This species was first described by Edward Meyrick in 1905 using specimens collected by J. H. Lewis in Ida Valley, Otago and named Borkhausenia melanamma. In 1915 Meyrick discussed this species under the name Borkhausenia melanamma. In 1926 Alfred Philpott discussed and illustrated the genitalia of the male of this species however the genitalia of the lectotype of this species differs from Philpott's illustration. In 1928 George Hudson also discussed and illustrated this species in his book The butterflies and moths of New Zealand. In 1988 J. S. Dugdale placed this species within the genus Tingena. In the same publication Dugdale synonymised Borkhausenia sabulosa with T. melanamma as the holotype of B. sabulosa and the lectotype of T. melanamma are indistinguishable.
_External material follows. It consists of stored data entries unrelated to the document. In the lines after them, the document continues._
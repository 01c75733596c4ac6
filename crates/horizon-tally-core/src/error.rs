//! Error types for Horizon Tally.

use std::fmt;

/// Classification of a failed page fetch.
///
/// The kind decides how the failure is presented: network and server
/// failures are worth a retry affordance, auth and validation failures
/// usually are not.
#[derive(Debug, Clone, Copy, PartialEq, Eq, Hash)]
pub enum FetchErrorKind {
    /// The request never produced a response (connection, timeout, DNS).
    Network,
    /// The backend rejected the caller's identity or permissions.
    Auth,
    /// The backend failed while executing the request.
    Server,
    /// The response (or the request) did not have the expected shape.
    Validation,
}

impl fmt::Display for FetchErrorKind {
    fn fmt(&self, f: &mut fmt::Formatter<'_>) -> fmt::Result {
        match self {
            Self::Network => write!(f, "network"),
            Self::Auth => write!(f, "auth"),
            Self::Server => write!(f, "server"),
            Self::Validation => write!(f, "validation"),
        }
    }
}

/// A page source failed to produce a page.
///
/// Fetch errors are recorded on the collection state as its last error and
/// returned to the caller; they are never retried automatically.
#[derive(Debug, Clone, PartialEq, Eq, thiserror::Error)]
#[error("{kind} error: {message}")]
pub struct FetchError {
    /// What went wrong.
    pub kind: FetchErrorKind,
    /// Human-readable detail.
    pub message: String,
}

impl FetchError {
    /// Creates an error of the given kind.
    pub fn new(kind: FetchErrorKind, message: impl Into<String>) -> Self {
        Self {
            kind,
            message: message.into(),
        }
    }

    /// A transport-level failure.
    pub fn network(message: impl Into<String>) -> Self {
        Self::new(FetchErrorKind::Network, message)
    }

    /// An authentication or authorization failure.
    pub fn auth(message: impl Into<String>) -> Self {
        Self::new(FetchErrorKind::Auth, message)
    }

    /// A backend execution failure.
    pub fn server(message: impl Into<String>) -> Self {
        Self::new(FetchErrorKind::Server, message)
    }

    /// A malformed request or response.
    pub fn validation(message: impl Into<String>) -> Self {
        Self::new(FetchErrorKind::Validation, message)
    }

    /// Returns true if retrying the same request may succeed.
    pub fn is_retryable(&self) -> bool {
        matches!(self.kind, FetchErrorKind::Network | FetchErrorKind::Server)
    }
}

/// Errors raised while deriving a sorted view.
#[derive(Debug, Clone, PartialEq, Eq, thiserror::Error)]
pub enum SortError {
    /// A sort key's comparator could not order two of the items.
    ///
    /// Raised before any reordering is returned to the caller.
    #[error("sort key '{key}' is not a total order for the current items")]
    InvalidSortSpec {
        /// Identifier of the offending sort key.
        key: String,
    },
}

/// A specialized Result type for page fetches.
pub type FetchResult<T> = std::result::Result<T, FetchError>;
The male lectotype is held at the Natural History Museum, London.

== Description ==
Meyrick described this species as follows:

♂. 12-14 mm. Head, palpi, and thorax grey irrorated with white. Antennae, dark grey ringed with whitish, ciliations 1. Abdomen grey, more or less mixed with ochreous-yellowish. Fore-wings lanceolate, costa bent at 1/3; fuscous, irrorated with white, with a few scattered dark fuscous scales; four oblique fasciae of dark fuscous irroration from costa at base, 1/3, 2/5, and 5/6 indicated or obsolete : cilia light fuscous, some irroration and tips whitish. Hind-wings grey; cilia light grey, with darker basal shade.
This species is very similar in appearance to T. siderodita but has a grey appearance and lacks the ochreous-yellow colouring and the paler hindwings of the latter species.

== Distribution ==
This species is endemic to New Zealand, having been observed in Otago and Southland. This species has also been observed in coastal habitats in Marlborough.

== Behaviour ==
Adults of this species are on the wing in December and January. The larvae of this species feed on leaf litter.